On June 7, 2019 TSD released a list of “budget reductions” that have been made to the proposed budget. The list, which can be found here was previously disclosed to the TSD Board at the May 23rd meeting. This is the “scrub” that has been discussed at the TSD Board Meetings over the course of the last several months.
I think this has been portrayed as “cuts,” which is a little misleading. For the most part, the $4.9 million is comprised of funds budgeted, but not spent. These are not really cuts in my view. When I think of a cut, I think of a spending reduction. For example, I spent $100 last year, but this year we are going to spend $90. That is a $10 cut.
The budget reductions represent money that TSD planned on spending, but did not. For example, I plan on spending $100 this year. However, I spent $90, so I only need to budget $90 next year. That is a budget reduction. I am not spending any less money, I am just reducing how much I plan on spending to what I actually spent last year. This process seems pretty logical.
When I sat down with Jim Brittain, I posed the simple question . . . Will these budget reductions be felt in the classroom.? The short answer is “no.” TSD did not spend it last year, and is not going to spend it next year. Nobody should notice.
Jim started with TSD on July 1, 2018. The 2018/19 budget was developed, for the most part, before he started. The “scrub” was Jim going through and eliminating line items that were not used, and simplifying things so it is easier to understand. I think this exercise was much needed, and will be beneficial to the TSD financial analysis moving forward. There is no need to continue to budget for expenses that are not going to be realized. Jim’s first shot a drafting a budget in TSD will be this summer—when the 2019/20 budget will need to be approved by the Board.
However, the fact that $4.9 million could be scrubbed from the budget does raise some questions. I have asserted over and over that the primary reason TSD and TEA were so diametrically opposed was that they were each using unrealistic, and unsubstantiated, enrollment projections. In prior blogs which can be found here and here, I went over some of the erroneous assumptions by TEA. TSD being able to scrub $4.9 million from its budget also evidences a lack of support for the projections used when budgeting during last summer’s negotiations.

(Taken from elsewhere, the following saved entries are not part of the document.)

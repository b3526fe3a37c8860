//! Refactor advisor: which module extraction buys the most cycle relief?
//!
//! Candidates are ranked by how many distinct canonical cycles they sit in;
//! each top candidate's removal is simulated on a pruned copy of the graph
//! and the cycle count and composite score recomputed.

use rustc_hash::FxHashMap;
use serde::Serialize;

use crate::{
    analysis::pipeline::PackageAnalysis,
    config::Config,
    metrics::MetricsSnapshot,
};

#[derive(Debug, Clone, Serialize)]
pub struct RefactorCandidate {
    pub module: String,
    /// Distinct cycles this module participates in.
    pub cycles_involved: usize,
    pub post_removal_cycles: usize,
    pub post_removal_composite: f64,
    /// Percentage reduction of the original cycle count.
    pub cycle_reduction_pct: f64,
}

#[derive(Debug, Clone, Serialize)]
pub struct RefactorReport {
    pub original_cycles: usize,
    pub original_composite: f64,
    pub candidates: Vec<RefactorCandidate>,
}

/// Rank extraction candidates for a package with cycles.
///
/// Returns an empty candidate list when the runtime graph is acyclic. Ties in
/// participation keep the stable module-name order of the graph.
pub fn rank_extraction_candidates(analysis: &PackageAnalysis, config: &Config) -> RefactorReport {
    let original_cycles = analysis.runtime_cycles.len();
    let original_composite = analysis.snapshot.composite;

    let mut participation: FxHashMap<_, usize> = FxHashMap::default();
    for cycle in &analysis.runtime_cycles {
        for &module in cycle {
            *participation.entry(module).or_insert(0) += 1;
        }
    }

    // Collect in id (name) order, then stable-sort by participation so ties
    // keep their input order.
    let mut ranked: Vec<_> = analysis
        .arena
        .ids()
        .filter_map(|id| participation.get(&id).map(|&count| (id, count)))
        .collect();
    ranked.sort_by(|a, b| b.1.cmp(&a.1));
    ranked.truncate(config.advisor_candidates);

    let candidates = ranked
        .into_iter()
        .map(|(module, cycles_involved)| {
            let pruned = analysis.runtime_graph.without_node(module);
            let cycles = pruned.find_cycles();
            let snapshot = MetricsSnapshot::compute(&pruned, &cycles, 0);
            RefactorCandidate {
                module: analysis.arena.name(module).to_string(),
                cycles_involved,
                post_removal_cycles: cycles.len(),
                post_removal_composite: snapshot.composite,
                cycle_reduction_pct: reduction_pct(original_cycles, cycles.len()),
            }
        })
        .collect();

    RefactorReport {
        original_cycles,
        original_composite,
        candidates,
    }
}

/// Percentage of the original cycle count removed, clamped at zero.
///
/// The detector reports back-edge cycles, not an exhaustive enumeration, so a
/// pruned graph can in principle surface cycles the full graph shadowed; that
/// must read as 0% relief, not underflow.
fn reduction_pct(original: usize, remaining: usize) -> f64 {
    if original == 0 {
        return 0.0;
    }
    original.saturating_sub(remaining) as f64 / original as f64 * 100.0
}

This scrub also poses an interesting math problem. In 2018/19, TSD operated at a deficit and dipped into the general fund significantly(probably $4-5 million). Prior to 2018/19, TSD operated at a surplus most years, and was able to put roughly $1 million per year into its general fund(savings account). If TSD budgeted $4.9 million that went unspent, and only put away $1 million per year, then there was about $3.9 million in expenditures that actually occurred, but were not budgeted. TSD must have overspent in other areas. Otherwise it would have had $4.9 million to put into the general fund. Maybe I am misunderstanding the situation, or do not have all the facts. I am going to check with Jim Brittain and see what I can find out, and also encourage him to provide some clarification at the next Board meeting.